By Kostas Onisenko
A spokesperson for the Russian Orthodox Church has called for in vitro fertilization (IVF) to be excluded from Moscow’s compulsory medical insurance system, saying that it was too early to re-evaluate the church’s position on the issue. “I hope the State will eventually remove IVF from funding through compulsory medical insurance and IVF will cease to be the means used instead of fertility treatment,” said the head of the Patriarchal Commission on family matters, Priest Fedor Lukyanov, in a televised interview.

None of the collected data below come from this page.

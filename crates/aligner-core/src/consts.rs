/// Minimum pixel count (h*w) to use row-level Rayon parallelism.
pub const PARALLEL_PIXEL_THRESHOLD: usize = 65_536;

/// Lower bound for any display or preview scale, so renders never collapse to zero size.
pub const MIN_SCALE: f64 = 0.05;

/// Smallest user zoom factor.
pub const ZOOM_MIN: f64 = 0.1;

/// Largest user zoom factor.
pub const ZOOM_MAX: f64 = 32.0;

/// Zoom increment for zoom in/out actions and wheel steps.
pub const ZOOM_STEP: f64 = 0.25;

/// Longest preview edge in pixels.
pub const PREVIEW_MAX_DIM: u32 = 1600;

/// Default preview budget in megapixels.
pub const DEFAULT_PREVIEW_MEGAPIXELS: f64 = 2.0;

/// Preview budget slider bounds in megapixels.
pub const PREVIEW_MEGAPIXELS_MIN: f64 = 0.4;
pub const PREVIEW_MEGAPIXELS_MAX: f64 = 6.0;

/// Budget forced while fast preview is on.
pub const FAST_PREVIEW_MEGAPIXELS: f64 = 0.5;

/// Floor applied to the megapixel budget before converting to pixels.
pub const PREVIEW_BUDGET_FLOOR_MEGAPIXELS: f64 = 0.1;

/// Preview scales at or above this reuse the source channels as-is.
pub const PREVIEW_REUSE_THRESHOLD: f64 = 0.999;

/// Decimal places kept when transform/opacity values go into cache keys.
pub const CACHE_KEY_DECIMALS: i32 = 4;

/// Delay between the last input event and the final-quality render.
pub const RENDER_DEBOUNCE_MS: u64 = 120;

/// Brightness multiplier bounds.
pub const BRIGHTNESS_MIN: f64 = 0.4;
pub const BRIGHTNESS_MAX: f64 = 2.5;

/// Brightness factors closer than this to 1.0 are skipped.
pub const BRIGHTNESS_EPSILON: f64 = 0.01;

/// Overlay opacity slider bounds.
pub const OPACITY_MIN: f64 = 0.05;
pub const OPACITY_MAX: f64 = 1.0;

/// Warm red used to tint the moving channel.
pub const ACCENT_COLOR: [u8; 3] = [240, 90, 90];

/// Marker appended to the image description of exported stacks.
pub const ALIGNMENT_TAG: &str = "Manual Aligned";

/// Separator placed between an existing description and the marker.
pub const ALIGNMENT_TAG_SEPARATOR: &str = " | ";

/// Private TIFF tag holding an embedded ICC profile.
pub const TIFF_TAG_ICC_PROFILE: u16 = 34675;

/// Minimum keyboard pan step in canvas pixels.
pub const PAN_STEP_MIN: i64 = 20;

/// Keyboard pan step as a fraction of the canvas size.
pub const PAN_STEP_FRACTION: f64 = 0.05;

/// Multiplier for fast keyboard panning.
pub const PAN_FAST_MULTIPLIER: i64 = 3;

/// ITU-R BT.601 luminance coefficient for the red channel.
pub const LUMINANCE_R: f32 = 0.299;

/// ITU-R BT.601 luminance coefficient for the green channel.
pub const LUMINANCE_G: f32 = 0.587;

/// ITU-R BT.601 luminance coefficient for the blue channel.
pub const LUMINANCE_B: f32 = 0.114;
use std::path::PathBuf;
use std::time::Duration;

use anyhow::{Context, Result};
use clap::Args;
use indicatif::{ProgressBar, ProgressStyle};

use super::{open_session, StackArgs};
use crate::summary::print_alignment_summary;

#[derive(Args)]
pub struct AlignArgs {
    #[command(flatten)]
    pub stack: StackArgs,

    /// Output TIFF (default: <first input>_manual_aligned.tif next to the input)
    #[arg(short, long)]
    pub output: Option<PathBuf>,
}

pub fn run(args: &AlignArgs) -> Result<()> {
    let pb = ProgressBar::new_spinner();
    pb.set_style(ProgressStyle::default_spinner().template("{spinner} {msg}")?);
    pb.enable_steady_tick(Duration::from_millis(100));

    pb.set_message("Loading channels...");
    let mut session = open_session(&args.stack)?;

    let output = match &args.output {
        Some(path) => path.clone(),
        None => {
            let dir = args.stack.inputs[0]
                .parent()
                .map(PathBuf::from)
                .unwrap_or_default();
            dir.join(session.default_output_name())
        }
    };

    pb.set_message(format!("Transforming and saving {} channels...", session.channel_count()));
    session
        .save_aligned(&output)
        .with_context(|| format!("Failed to save {}", output.display()))?;
    pb.finish_and_clear();

    print_alignment_summary(&session, &output);
    println!("{}", session.status());
    Ok(())
}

Explaining his point of view, the priest said that only 7% of IVF attempts were successful while “93% of embryos die.” He also said that, when the procedure was successful, some of the fertilized eggs were frozen and that “today there are 20 such ‘frozen children’ in the world and their fate is unknown.” He added that it took a long time to judge the effectiveness of the treatment, claiming that many of the children born have serious health problems, a fact about which, he said, their parents often do not talk.
He also referred to abortions, saying that for a long time the Church has been asking to be removed from the same state insurance program. He combined abortions with IVF, saying: “We see that there is a completely clear effort to maintain this horrifying number of abortions in our country. Why? Because abortion is the cause of infertility and the infertile person is a client of in vitro fertilization.”